Records excerpted from a collection
◇ ◇ ◇

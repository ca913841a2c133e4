//! Cell storage - the flat array of per-cell simulation state.
//!
//! `CellGrid` owns every cell and exposes bounds-checked access; out-of-bounds
//! reads and writes are no-ops returning `None`, never an error, so the
//! per-cell hot path stays free of exceptional control flow. During a step the
//! kernel reaches the same storage through `SharedCells`, a raw view whose
//! safety rests on the chunk partition invariant (see `chunk`).

use crate::material::MaterialId;
use std::marker::PhantomData;

/// Velocity components are domain-clamped to this range for movable materials.
pub const VELOCITY_CLAMP: i8 = 16;

/// Clamp a velocity value into the movable-material domain.
#[inline]
pub fn clamp_velocity(v: i32) -> i8 {
    v.clamp(-(VELOCITY_CLAMP as i32), VELOCITY_CLAMP as i32) as i8
}

/// One grid slot.
///
/// `gravity` is the fractional gravity accumulator: integer velocity storage
/// would otherwise quantize acceleration, so sub-unit gravity builds up here
/// and carries into `vy` one whole unit at a time. `stamp` records the low
/// bits of the step that last processed this cell, so a cell that moved into
/// rows the scan has not reached yet is not processed twice in one step.
#[derive(Debug, Clone, Copy, Default, PartialEq, Eq)]
pub struct Cell {
    pub material: MaterialId,
    pub vx: i8,
    pub vy: i8,
    pub gravity: u8,
    pub stamp: u8,
}

impl Cell {
    pub const EMPTY: Cell = Cell {
        material: MaterialId::EMPTY,
        vx: 0,
        vy: 0,
        gravity: 0,
        stamp: 0,
    };

    /// Create a resting cell of the given material.
    pub fn of(material: MaterialId) -> Self {
        Cell {
            material,
            ..Cell::EMPTY
        }
    }

    #[inline]
    pub fn is_empty(&self) -> bool {
        self.material.is_empty()
    }
}

/// The flat array of per-cell state (row-major, y = 0 at the top, gravity
/// pulls toward increasing y).
pub struct CellGrid {
    width: i32,
    height: i32,
    cells: Vec<Cell>,
}

impl CellGrid {
    pub fn new(width: i32, height: i32) -> Self {
        assert!(width > 0 && height > 0, "grid dimensions must be positive");
        Self {
            width,
            height,
            cells: vec![Cell::EMPTY; (width as usize) * (height as usize)],
        }
    }

    #[inline]
    pub fn width(&self) -> i32 {
        self.width
    }

    #[inline]
    pub fn height(&self) -> i32 {
        self.height
    }

    #[inline]
    pub fn in_bounds(&self, x: i32, y: i32) -> bool {
        x >= 0 && x < self.width && y >= 0 && y < self.height
    }

    #[inline]
    fn index(&self, x: i32, y: i32) -> Option<usize> {
        if self.in_bounds(x, y) {
            Some((y * self.width + x) as usize)
        } else {
            None
        }
    }

    /// Get a cell by grid coordinates. Out of bounds reads return `None`.
    #[inline]
    pub fn get(&self, x: i32, y: i32) -> Option<&Cell> {
        self.index(x, y).map(|i| &self.cells[i])
    }

    /// Overwrite a cell. Out-of-bounds writes are silently dropped; returns
    /// whether the write landed.
    #[inline]
    pub fn set(&mut self, x: i32, y: i32, cell: Cell) -> bool {
        match self.index(x, y) {
            Some(i) => {
                self.cells[i] = cell;
                true
            }
            None => false,
        }
    }

    /// Raw cell data, exposed for snapshot extraction.
    pub fn cells(&self) -> &[Cell] {
        &self.cells
    }

    /// Count cells per material id. Used by mass-conservation checks and
    /// observability counters.
    pub fn census(&self) -> [usize; 256] {
        let mut counts = [0usize; 256];
        for cell in &self.cells {
            counts[cell.material.index()] += 1;
        }
        counts
    }

    /// Shared view for the duration of one scheduling group. The caller
    /// guarantees that concurrent users write disjoint windows.
    pub fn shared(&mut self) -> SharedCells<'_> {
        SharedCells {
            ptr: self.cells.as_mut_ptr(),
            width: self.width,
            height: self.height,
            _grid: PhantomData,
        }
    }
}

/// Unsynchronized view of the cell array handed to concurrently running chunk
/// tasks.
///
/// There is deliberately no cell-level synchronization here: within one
/// scheduling group every task writes only inside its own processing window,
/// and same-group windows never overlap (the partition invariant in `chunk`).
/// That spatial disjointness is the entire safety argument; violating it by
/// raising the velocity clamp or shrinking the chunk margin is undefined
/// behavior, which is why those constants are tied together by tests.
#[derive(Clone, Copy)]
pub struct SharedCells<'a> {
    ptr: *mut Cell,
    width: i32,
    height: i32,
    _grid: PhantomData<&'a mut Cell>,
}

// SAFETY: tasks in the same scheduling group access disjoint windows of the
// cell array, and groups are separated by a barrier in the scheduler.
unsafe impl Send for SharedCells<'_> {}
unsafe impl Sync for SharedCells<'_> {}

impl SharedCells<'_> {
    #[inline]
    pub fn width(&self) -> i32 {
        self.width
    }

    #[inline]
    pub fn height(&self) -> i32 {
        self.height
    }

    #[inline]
    pub fn in_bounds(&self, x: i32, y: i32) -> bool {
        x >= 0 && x < self.width && y >= 0 && y < self.height
    }

    /// Read a cell. Out of bounds returns `None`.
    #[inline]
    pub fn get(&self, x: i32, y: i32) -> Option<Cell> {
        if self.in_bounds(x, y) {
            // SAFETY: index is in bounds; no concurrent writer touches this
            // cell outside the caller's own window (partition invariant).
            Some(unsafe { *self.ptr.add((y * self.width + x) as usize) })
        } else {
            None
        }
    }

    /// Write a cell. Out-of-bounds writes are dropped.
    #[inline]
    pub fn set(&self, x: i32, y: i32, cell: Cell) {
        if self.in_bounds(x, y) {
            // SAFETY: as for `get`; the caller's window is the only writer.
            unsafe { *self.ptr.add((y * self.width + x) as usize) = cell };
        }
    }
}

◇ ◇ ◇

What to do:
Take exactly the lines from the one containing "cells: vec![Cell::EMPTY; (width" through the one containing "fn index(&self, x: i32, y: i32)" in the data above, and output them with nothing added.

Result for this exercise:
            cells: vec![Cell::EMPTY; (width as usize) * (height as usize)],
        }
    }

    #[inline]
    pub fn width(&self) -> i32 {
        self.width
    }

    #[inline]
    pub fn height(&self) -> i32 {
        self.height
    }

    #[inline]
    pub fn in_bounds(&self, x: i32, y: i32) -> bool {
        x >= 0 && x < self.width && y >= 0 && y < self.height
    }

    #[inline]
    fn index(&self, x: i32, y: i32) -> Option<usize> {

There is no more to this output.